Deep Mode: The Engineering Behind Arbitration’s Most Rigorous AI Mode

THE AUTHOR:
Ayushman Dash, Head of Data and AI at Jus Mundi

International arbitration produces some of the most complex legal questions in practice: multi-jurisdictional disputes, interlocking treaty frameworks, and decades of awards across dozens of institutions.

No tool has ever been truly built to handle all of it.

Even the best legal AI research tools hit a ceiling on the queries that actually decide cases. The queries that matter most, the complex, layered, high-stakes ones, have always demanded more than a fast answer. They require sustained reasoning, precise source evaluation, and analysis that goes beyond what any single search can surface. At that level of complexity, even strong tools fall short.

We heard this repeatedly from the lawyers, arbitrators, and researchers in our community; the answers were fast, the sources were relevant, but for the hardest queries, something was still missing: genuine depth. The kind that lets you walk into a hearing, a drafting session, or a client meeting with full confidence in your research.

Deep Mode is our answer to that gap.

Why Deep Takes 20 Minutes. And Why That Is the Point.

Most AI research modes operate under time constraints. To deliver a fast answer, the system gathers what it can, reasons through it, and concludes. But remove the time constraint entirely, and something very different becomes possible.

Deep Mode takes the time it needs to conduct thorough research through a continuous planning loop. A planning agent breaks your query into tasks, dispatches specialized sub-agents to carry them out, collects their findings, and then decides: what is still missing? What needs to go deeper? The loop continues, refining and expanding, until the answer is genuinely complete, not just good enough.

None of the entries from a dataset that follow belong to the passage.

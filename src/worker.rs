//! Per-worker metadata and the worker-side api.
//!
//! Every worker thread owns a [`Worker`] record: its id, its display name,
//! an opaque context slot, and its reference to the shared hook argument.
//! The record is handed by reference to hooks and jobs running on that
//! worker; it is never vended to code running anywhere else. This replaces
//! the usual "look my metadata up from a thread-local" dance with a plain
//! capability.

use std::any::Any;

use crate::hook::HookArg;
use crate::platform::*;

/// Worker thread names are truncated to what OS-level thread naming can
/// carry (15 bytes on Linux, the tightest common bound).
const MAX_THREAD_NAME_LEN: usize = 15;

/// Name prefixes longer than this would leave no room for the hex id.
const MAX_NAME_PREFIX_LEN: usize = 6;

// -----------------------------------------------------------------------------
// Worker

/// A handle to one worker thread of a pool.
///
/// Hooks and jobs receive a `&Worker` for the thread executing them. Through
/// it they can read the worker's identity, manage the worker's context slot,
/// and release the worker's reference to the shared hook argument early.
pub struct Worker {
    /// Dense id, assigned at pool creation.
    id: usize,
    /// Display name, "prefix-hexid".
    name: String,
    /// Slot for user-managed per-thread context. The pool never looks
    /// inside; it only drops whatever is left when the worker is destroyed.
    context: Mutex<Option<Box<dyn Any + Send>>>,
    /// This worker's reference to the shared hook argument. `None` once
    /// released, so the release is idempotent.
    hook_arg: Mutex<Option<Arc<HookArg>>>,
}

impl Worker {
    pub(crate) fn new(id: usize, name_prefix: &str, hook_arg: Option<Arc<HookArg>>) -> Worker {
        let mut name = format!("{name_prefix}-{id:x}");
        name.truncate(MAX_THREAD_NAME_LEN);
        Worker {
            id,
            name,
            context: Mutex::new(None),
            hook_arg: Mutex::new(hook_arg),
        }
    }

    /// The worker's id, dense from 0 in creation order.
    pub fn id(&self) -> usize {
        self.id
    }

    /// The worker's display name. The same name is applied to the OS thread
    /// on a best-effort basis.
    pub fn name(&self) -> &str {
        &self.name
    }

    /// Stores `context` in this worker's context slot, replacing (and
    /// dropping) whatever was there.
    ///
    /// The slot is meant for state shared between the hooks and the jobs
    /// that run on this worker, a reused connection being the typical case.
    pub fn set_context<C>(&self, context: C)
    where
        C: Any + Send,
    {
        *self.context.lock().unwrap() = Some(Box::new(context));
    }

    /// Calls `f` with the context currently in the slot, or with `None` when
    /// the slot is empty or holds a value of a different type.
    pub fn with_context<C, R, F>(&self, f: F) -> R
    where
        C: Any + Send,
        F: FnOnce(Option<&mut C>) -> R,
    {
        let mut slot = self.context.lock().unwrap();
        f(slot.as_mut().and_then(|context| context.downcast_mut()))
    }

    /// Removes the context from the slot and returns it, if it is a `C`.
    /// A value of a different type is left in place.
    pub fn take_context<C>(&self) -> Option<Box<C>>
    where
        C: Any + Send,
    {
        let mut slot = self.context.lock().unwrap();
        match slot.take()?.downcast() {
            Ok(context) => Some(context),
            Err(other) => {
                *slot = Some(other);
                None
            }
        }
    }

    /// Clears the context slot, dropping its contents.
    pub fn unset_context(&self) {
        *self.context.lock().unwrap() = None;
    }

    /// Releases this worker's reference to the shared hook argument.
    ///
    /// When the argument carries a destructor, the destructor runs as soon
    /// as the last reference is gone; a worker that calls this must not
    /// touch the argument again afterwards. Calling it again, or when the
    /// pool has no hook argument, does nothing.
    pub fn unref_hook_arg(&self) {
        self.hook_arg.lock().unwrap().take();
    }

    /// A clone of this worker's hook-argument reference, used to pass the
    /// argument into the start hook.
    pub(crate) fn hook_arg(&self) -> Option<Arc<HookArg>> {
        self.hook_arg.lock().unwrap().clone()
    }
}

/// Clamps a configured name prefix to the length thread naming can afford.
pub(crate) fn clamp_name_prefix(prefix: &str) -> String {
    let mut prefix = prefix.to_string();
    if let Some((cut, _)) = prefix.char_indices().nth(MAX_NAME_PREFIX_LEN) {
        prefix.truncate(cut);
    }
    prefix
}

// -----------------------------------------------------------------------------
// Tests
//! Worker start/end hooks and the shared hook argument.
//!
//! A pool may be configured with a hook that runs once when each worker
//! starts (before it begins pulling jobs) and one that runs as it exits.
//! Both receive a handle to the worker, which they typically use to stash
//! per-thread state in the worker's context slot.
//!
//! The start hook additionally receives the shared [`HookArg`], a type-erased
//! value handed to every worker. When the argument carries a destructor, its
//! lifetime is reference counted: every worker holds a reference, released
//! either when the worker's bookkeeping is destroyed (during
//! [`ThreadPool::destroy`]) or earlier via [`Worker::unref_hook_arg`], and
//! the destructor runs exactly once after the last reference goes away.
//!
//! [`ThreadPool::destroy`]: crate::ThreadPool::destroy
//! [`Worker::unref_hook_arg`]: crate::Worker::unref_hook_arg

use std::any::Any;
use std::mem;
use std::sync::Mutex;

use tracing::debug;
use tracing::error;

use crate::worker::Worker;

/// Hook invoked by each worker thread once, after it has registered itself
/// as alive and before it starts pulling jobs. The first parameter is the
/// shared hook argument, if one was configured.
pub type StartHook = Box<dyn Fn(Option<&HookArg>, &Worker) + Send + Sync>;

/// Hook invoked by each worker thread once, just before it exits.
pub type EndHook = Box<dyn Fn(&Worker) + Send + Sync>;

type Erased = Box<dyn Any + Send + Sync>;

// -----------------------------------------------------------------------------
// Hook argument

/// A shared value handed to every worker's start hook, with an optional
/// destructor.
///
/// Without a destructor this is nothing more than a type-erased value whose
/// storage lives as long as the pool. With a destructor, ownership of the
/// value transfers to the pool on a successful [`ThreadPool::with_config`]
/// and the destructor runs exactly once, after every worker has released its
/// reference.
///
/// ```
/// use ostinato::HookArg;
///
/// let arg = HookArg::with_destructor(String::from("shared"), |value| {
///     drop(value);
/// });
/// assert_eq!(arg.downcast_ref::<String>().unwrap(), "shared");
/// ```
///
/// [`ThreadPool::with_config`]: crate::ThreadPool::with_config
pub struct HookArg {
    value: Erased,
    /// Consumed by `Drop`. The mutex never contends; it only makes the
    /// once-callable destructor shareable alongside the value.
    destructor: Mutex<Option<Box<dyn FnOnce(Erased) + Send>>>,
}

impl HookArg {
    /// Wraps a value with no destructor.
    pub fn new<T>(value: T) -> HookArg
    where
        T: Any + Send + Sync,
    {
        HookArg {
            value: Box::new(value),
            destructor: Mutex::new(None),
        }
    }

    /// Wraps a value together with a destructor that runs exactly once, when
    /// the last holder of the argument releases its reference.
    pub fn with_destructor<T, D>(value: T, destructor: D) -> HookArg
    where
        T: Any + Send + Sync,
        D: FnOnce(T) + Send + 'static,
    {
        HookArg {
            value: Box::new(value),
            destructor: Mutex::new(Some(Box::new(move |erased: Erased| {
                match erased.downcast::<T>() {
                    Ok(value) => destructor(*value),
                    // The value was boxed from T right above; the downcast
                    // cannot miss.
                    Err(_) => {
                        error!("hook argument destructor received a value of the wrong type")
                    }
                }
            }))),
        }
    }

    /// Borrows the wrapped value, if it is a `T`.
    pub fn downcast_ref<T: Any>(&self) -> Option<&T> {
        self.value.downcast_ref()
    }
}

impl Drop for HookArg {
    fn drop(&mut self) {
        if let Some(destructor) = self.destructor.get_mut().unwrap().take() {
            let value = mem::replace(&mut self.value, Box::new(()));
            destructor(value);
            debug!("hook argument destructed");
        }
    }
}

// -----------------------------------------------------------------------------
// Tests
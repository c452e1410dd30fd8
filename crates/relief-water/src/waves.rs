//! Sum-of-sines wave displacement

use rayon::prelude::*;
use relief_core::{ensure_finite, Result, Vec3};
use serde::{Deserialize, Serialize};

/// Frequency added per successive wave term
pub const FREQUENCY_STEP: f32 = 0.2;

/// Wave shape. Term `j` has amplitude `wave_height / (j + 1)` and frequency
/// `wave_frequency + j * FREQUENCY_STEP`.
#[derive(Clone, Copy, Debug, PartialEq, Serialize, Deserialize)]
#[serde(default)]
pub struct WaveParams {
    pub wave_height: f32,
    pub wave_speed: f32,
    pub wave_frequency: f32,
    pub wave_count: u32,
}

impl Default for WaveParams {
    fn default() -> Self {
        Self {
            wave_height: 0.5,
            wave_speed: 1.0,
            wave_frequency: 0.2,
            wave_count: 3,
        }
    }
}

impl WaveParams {
    /// Reject NaN and infinite wave settings
    pub fn validate(&self) -> Result<()> {
        ensure_finite("wave_height", self.wave_height)?;
        ensure_finite("wave_speed", self.wave_speed)?;
        ensure_finite("wave_frequency", self.wave_frequency)?;
        Ok(())
    }

    /// Vertical offset at local (x, z) after `time` seconds
    pub fn displacement(&self, x: f32, z: f32, time: f32) -> f32 {
        let phase = time * self.wave_speed;
        (0..self.wave_count)
            .map(|j| {
                let frequency = self.wave_frequency + j as f32 * FREQUENCY_STEP;
                let amplitude = self.wave_height / (j + 1) as f32;
                ((x + phase) * frequency).sin() * amplitude
                    + ((z + phase) * frequency).cos() * amplitude
            })
            .sum()
    }

    /// Write displaced copies of `original` into `out`.
    ///
    /// Each output is `original + displacement`, so repeated calls never
    /// accumulate and the same `time` always gives the same surface.
    pub fn displace(&self, original: &[Vec3], out: &mut [Vec3], time: f32) {
        assert_eq!(original.len(), out.len(), "displacement buffers differ in length");

        out.par_iter_mut()
            .zip(original.par_iter())
            .for_each(|(dst, src)| {
                *dst = src.with_y(src.y + self.displacement(src.x, src.z, time));
            });
    }
}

The diagram below shows how this works in practice:

Several of those sub-agents were built specifically to address the failure modes we kept seeing in complex arbitration research:

A landmark case agent ensures that foundational precedents are never missed. Previously, time-constrained modes would sometimes move to a conclusion before surfacing the most significant authorities. That no longer happens.
A tribunal reasoning agent focuses on how awards actually work through a legal question, the test applied, the evidence considered, the distinctions drawn, and the limits recognized. This is the most technically demanding part of any arbitration analysis, and it now has a dedicated agent.
A faithfulness correction agent runs continuously throughout the process, not just at the end. Every claim is checked against its source before it makes it into your answer. If the support is not there, the claim is rejected.
Dedicated research agents for case law, treaties, publications, and applicable rules versions work in parallel, each focused on a single source type so nothing gets shortchanged in the broader search.
A reflection agent sits above the whole process, reviewing findings, identifying gaps, and deciding when the research is genuinely complete. Calibrating that agent, knowing when to reflect and when to move, was one of the harder engineering problems we solved: too much reflection and the system overthinks, too little and it misses things. Through continuous testing and refining, we got that balance right.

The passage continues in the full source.